# A hierarchical model for hockey scoring

## Background

They say one of the first things you should do when writing is establish credibility. I like to zag where other people zig, so here’s an unfortunate fact: I’ve done a terrible job of closely following sports outside of baseball since working in the industry. However, I try to pay attention to major storylines, and one that’s been interesting to me this year is the Bruins 18-3 start to the season.

This is particularly interesting to me because individual hockey outcomes are very random. On any given day, the worst team could beat the best and nobody would bat an eye. Looking at the FiveThirtyEight game predictions, most win probabilities are between 40-60% and the max is around 70%. That’s why seasons are long: to wash the variance out over a large sample size and allow us to get a better understanding of the true talent. So for a team to come out 18-3, there’s probably a good amount of luck folding into that, and I was curious if a quick model could give an understanding of just how lucky they’ve gotten.

## Methodology

The model of choice to model NHL team strength is one that I’ve found particularly clean, originally by Baio and Blangiardo for football (soccer), and has been applied to several different goal-scoring in fixed-time sports. Goal scoring, $$y = (y_{g0}, y_{g1})$$, is modeled as a Poisson process:

$y_{gj} | \theta_{gj} \sim \text{Poisson}(\theta_{gj})$

for game $$g$$, with $$j = {0, 1}$$ an indicator variable for home ice. In their paper the rate parameter $$\theta_{gj}$$ is given by the following:

$\log \theta_{g0} = \alpha + h + a_{hg} - d_{vg}$ $\log \theta_{g1} = \alpha + a_{vg} - d_{hg}$

Here $$h$$ is the home ice advantage, $$a$$ is the “attack strength,” $$d$$ is the “defense strength,” and $$h$$ and $$v$$ denote “home” or “visitor” respectively. Last, $$\alpha$$ is a flat intercept. In words: the home scoring rate is proportional to the attack skill of the home team, minus the defense of the away team, plus home ice advantage. The away scoring rate is the opposite, with no advantage.

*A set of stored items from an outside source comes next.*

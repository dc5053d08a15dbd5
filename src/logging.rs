//! Console logging.
//!
//! Progress goes to stderr through `tracing`; `RUST_LOG` overrides the
//! default level.

use anyhow::{anyhow, Result};
use tracing_subscriber::EnvFilter;

/// Install the global subscriber. `verbose` raises the default to `debug`,
/// which includes every line sent to guestfish.
pub fn init_logging(verbose: bool) -> Result<()> {
    let default_level = if verbose { "debug" } else { "info" };
    let filter =
        EnvFilter::try_from_default_env().unwrap_or_else(|_| EnvFilter::new(default_level));

    tracing_subscriber::fmt()
        .with_env_filter(filter)
        .with_target(false)
        .with_writer(std::io::stderr)
        .try_init()
        .map_err(|e| anyhow!("initializing logging: {}", e))
}
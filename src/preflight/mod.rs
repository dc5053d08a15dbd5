//! Preflight checks for the guestfish binary.
//!
//! Locating the tool is a capability handed to configuration rather than an
//! implicit `PATH` lookup, so configuration can be resolved in tests without a
//! real guestfish installed.
//!
//! # Example
//!
//! ```rust
//! use guestfish_tarball::preflight::{command_exists, BinaryLocator, PathSearch};
//!
//! if !command_exists("guestfish") {
//!     println!("libguestfs-tools not installed");
//! }
//!
//! let found = PathSearch.locate("sh");
//! assert!(found.is_ok());
//! ```

use std::path::PathBuf;

/// Resolves a binary name (or path) to an executable on the host.
pub trait BinaryLocator {
    /// Returns the resolved path, or a human readable reason it was not found.
    fn locate(&self, binary: &str) -> Result<PathBuf, String>;
}

/// Looks binaries up on the process `PATH`; explicit paths are checked as-is.
#[derive(Debug, Clone, Copy, Default)]
pub struct PathSearch;

impl BinaryLocator for PathSearch {
    fn locate(&self, binary: &str) -> Result<PathBuf, String> {
        which::which(binary).map_err(|e| e.to_string())
    }
}

impl<F> BinaryLocator for F
where
    F: Fn(&str) -> Result<PathBuf, String>,
{
    fn locate(&self, binary: &str) -> Result<PathBuf, String> {
        self(binary)
    }
}

/// Check if a command exists on the host system.
pub fn command_exists(cmd: &str) -> bool {
    PathSearch.locate(cmd).is_ok()
}

#[cfg(test)]
mod tests {
    use super::*;

    #[test]
    fn test_command_exists() {
        // 'sh' should exist on any Unix system
        assert!(command_exists("sh"));
        assert!(!command_exists("definitely_not_a_real_command_12345"));
    }

    #[test]
    fn test_path_search_accepts_absolute_path() {
        let found = PathSearch.locate("/bin/sh").unwrap();
        assert_eq!(found, PathBuf::from("/bin/sh"));
    }

    #[test]
    fn test_closure_locator() {
        let locator = |name: &str| -> Result<PathBuf, String> {
            if name == "guestfish" {
                Ok(PathBuf::from("/opt/fake/guestfish"))
            } else {
                Err(format!("{} not found", name))
            }
        };
        assert_eq!(
            locator.locate("guestfish").unwrap(),
            PathBuf::from("/opt/fake/guestfish")
        );
        assert!(locator.locate("other").is_err());
    }
}
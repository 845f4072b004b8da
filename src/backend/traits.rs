//! backend::traits
//!
//! Collaborator traits the execution gate drives.
//!
//! # Design
//!
//! A backend is three capabilities behind one object:
//! - [`Compiler`] - expression plus optional row limit to query text
//! - [`Executor`] - runs query text and keeps a log of what it ran
//! - [`GraphRenderer`] - draws an expression, or reports it cannot
//!
//! The traits are synchronous. Whatever blocking a real backend does is
//! opaque to the gate; there is no timeout, cancellation, or retry here.
//!
//! Compilation distinguishes "this expression has no translation"
//! ([`CompileOutcome::Unsupported`]) from genuine failures
//! ([`BackendError`]). Only the former may be tolerated by the gate.

use std::fmt;

use serde::Serialize;
use thiserror::Error;

use crate::core::config::{OptionError, OptionSpec};
use crate::core::options::Options;
use crate::expr::Expr;

/// Errors from backend operations.
#[derive(Debug, Clone, Error, PartialEq, Eq)]
pub enum BackendError {
    /// The expression references a table the backend does not know.
    #[error("table not found: {0}")]
    TableNotFound(String),

    /// The compiler failed for a reason other than an unsupported operation.
    #[error("compiler error: {0}")]
    Compile(String),

    /// The query failed to run.
    #[error("execution error: {0}")]
    Execution(String),

    /// Graph rendering failed.
    #[error("render error: {0}")]
    Render(String),
}

/// Result of asking a compiler for query text.
#[derive(Debug, Clone, PartialEq, Eq)]
pub enum CompileOutcome {
    /// Query text ready to execute.
    Compiled(String),
    /// The expression uses an operation with no backend translation.
    Unsupported(String),
}

/// Result of asking for a graph.
#[derive(Debug, Clone, PartialEq, Eq)]
pub enum GraphOutcome {
    /// Rendered graph bytes.
    Rendered(Vec<u8>),
    /// Rendering capability is not available.
    Unavailable,
}

/// Tabular query result.
#[derive(Debug, Clone, Default, PartialEq, Serialize)]
pub struct QueryResult {
    pub columns: Vec<String>,
    pub rows: Vec<Vec<serde_json::Value>>,
}

impl QueryResult {
    pub fn new(columns: Vec<String>, rows: Vec<Vec<serde_json::Value>>) -> Self {
        Self { columns, rows }
    }

    pub fn row_count(&self) -> usize {
        self.rows.len()
    }
}

impl fmt::Display for QueryResult {
    fn fmt(&self, f: &mut fmt::Formatter<'_>) -> fmt::Result {
        write!(f, "{}", self.columns.join("\t"))?;
        for row in &self.rows {
            let cells: Vec<String> = row.iter().map(|v| v.to_string()).collect();
            write!(f, "\n{}", cells.join("\t"))?;
        }
        write!(f, "\n({} rows)", self.rows.len())
    }
}

/// Turns expressions into backend query text.
pub trait Compiler {
    /// Compile `expr`.
    ///
    /// When `limit` is `Some`, it replaces any limit on the outermost node;
    /// when `None`, the expression's own limit (if any) is used.
    fn compile(&self, expr: &Expr, limit: Option<u64>) -> Result<CompileOutcome, BackendError>;
}

/// Runs query text.
pub trait Executor {
    /// Execute a query, appending it to the executed-query log first.
    fn execute(&self, query: &str) -> Result<QueryResult, BackendError>;

    /// Every query executed so far, oldest first.
    fn executed_queries(&self) -> Vec<String>;
}

/// Draws expressions.
pub trait GraphRenderer {
    /// Whether rendering is possible at all.
    fn available(&self) -> bool {
        true
    }

    fn render(&self, expr: &Expr) -> Result<GraphOutcome, BackendError>;
}

/// A complete backend.
pub trait Backend: Compiler + Executor + GraphRenderer {
    /// Backend name, also the namespace of its options.
    fn name(&self) -> &str;

    /// Backend-specific options, relative to [`Backend::name`].
    fn option_specs(&self) -> Vec<OptionSpec> {
        Vec::new()
    }

    /// Register [`Backend::option_specs`] under `<name>.`.
    fn register_options(&self, options: &Options) -> Result<(), OptionError> {
        options.register_prefixed(self.name(), self.option_specs())
    }
}
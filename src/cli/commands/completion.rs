//! completion command - Generate shell completion scripts

use crate::cli::args::{Cli, Shell};
use anyhow::Result;
use clap::CommandFactory;
use clap_complete::{generate, shells};

/// Generate shell completion scripts.
pub fn completion(shell: Shell) -> Result<()> {
    let mut cmd = Cli::command();
    let name = cmd.get_name().to_string();
    let mut out = std::io::stdout();

    match shell {
        Shell::Bash => generate(shells::Bash, &mut cmd, &name, &mut out),
        Shell::Zsh => generate(shells::Zsh, &mut cmd, &name, &mut out),
        Shell::Fish => generate(shells::Fish, &mut cmd, &name, &mut out),
        Shell::PowerShell => generate(shells::PowerShell, &mut cmd, &name, &mut out),
    }

    Ok(())
}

Last, these parameters must have priors. This is approached using a hierarchical approach in which the team attack and defense parameters are themselves drawn from a shared distribution. By taking a hierarchical approach, we can use the knowledge that while each offense can be strong or weak, offense is a similar concept so we can share information between the population, by drawing their parameter values from the same distribution (and similarly for defenses). This causes what’s known as Bayesian shrinkage bringing what may normally be extreme values in a non-hierarchical model closer to the population mean.

The priors are here, using a non-centered parameterization to help sampling run computationally smoother.

$\sigma_{a} \sim \text{HalfCauchy}(0.2)$ $\hat{a_i} \sim \text{Normal} (0, \sigma_{a})$ $a_i = \hat{a_i} - \mu(a)$

For team attack strength $$a_i$$ (in this case $$\mu$$ denoting the mean of the population attack strength). Similarly, for defense:

$\sigma_{d} \sim \text{HalfCauchy}(0.2)$ $\hat{d_i} \sim \text{Normal} (0, \sigma_{d})$ $d_i = \hat{d_i} - \mu(d)$

for team $$i$$. And finally,

$h \sim \text{Normal}(0, 0.2)$ $\alpha \sim \text{Normal}(0, 2)$

These Poisson processes are fit simultaneously. This is done using pymc, the full code can be seen in Appendix 1. I adapt this model using data from the 2022-2023 hockey season thus far (330 games). The observed values that the model is fit on are the end of regulation scores, in order to maintain consistent time lengths over which the Poisson process is observed.

While I maintain the approach of the original paper, here forward I substitute the language of “attack strength” for goal-creation strength and “defense strength” for goal-suppression strength in order to articulate that the defensive measures wrap up both goalie and defense effects into one latent parameter.

## Results

### Posterior Latent Parameter Values

This model fits well (trace plots in Appendix 2). The parameters most of interest here are the latent goal creation and suppression strengths for each team, so without further ado,

We can see that given just about 20 games per team, there’s not a lot of daylight in goal creation ability yet. The Bruins are near the top, but Dallas takes the number one spot in terms of the median value. Of course, this being a Bayesian model, we can see that uncertainty still dominates here.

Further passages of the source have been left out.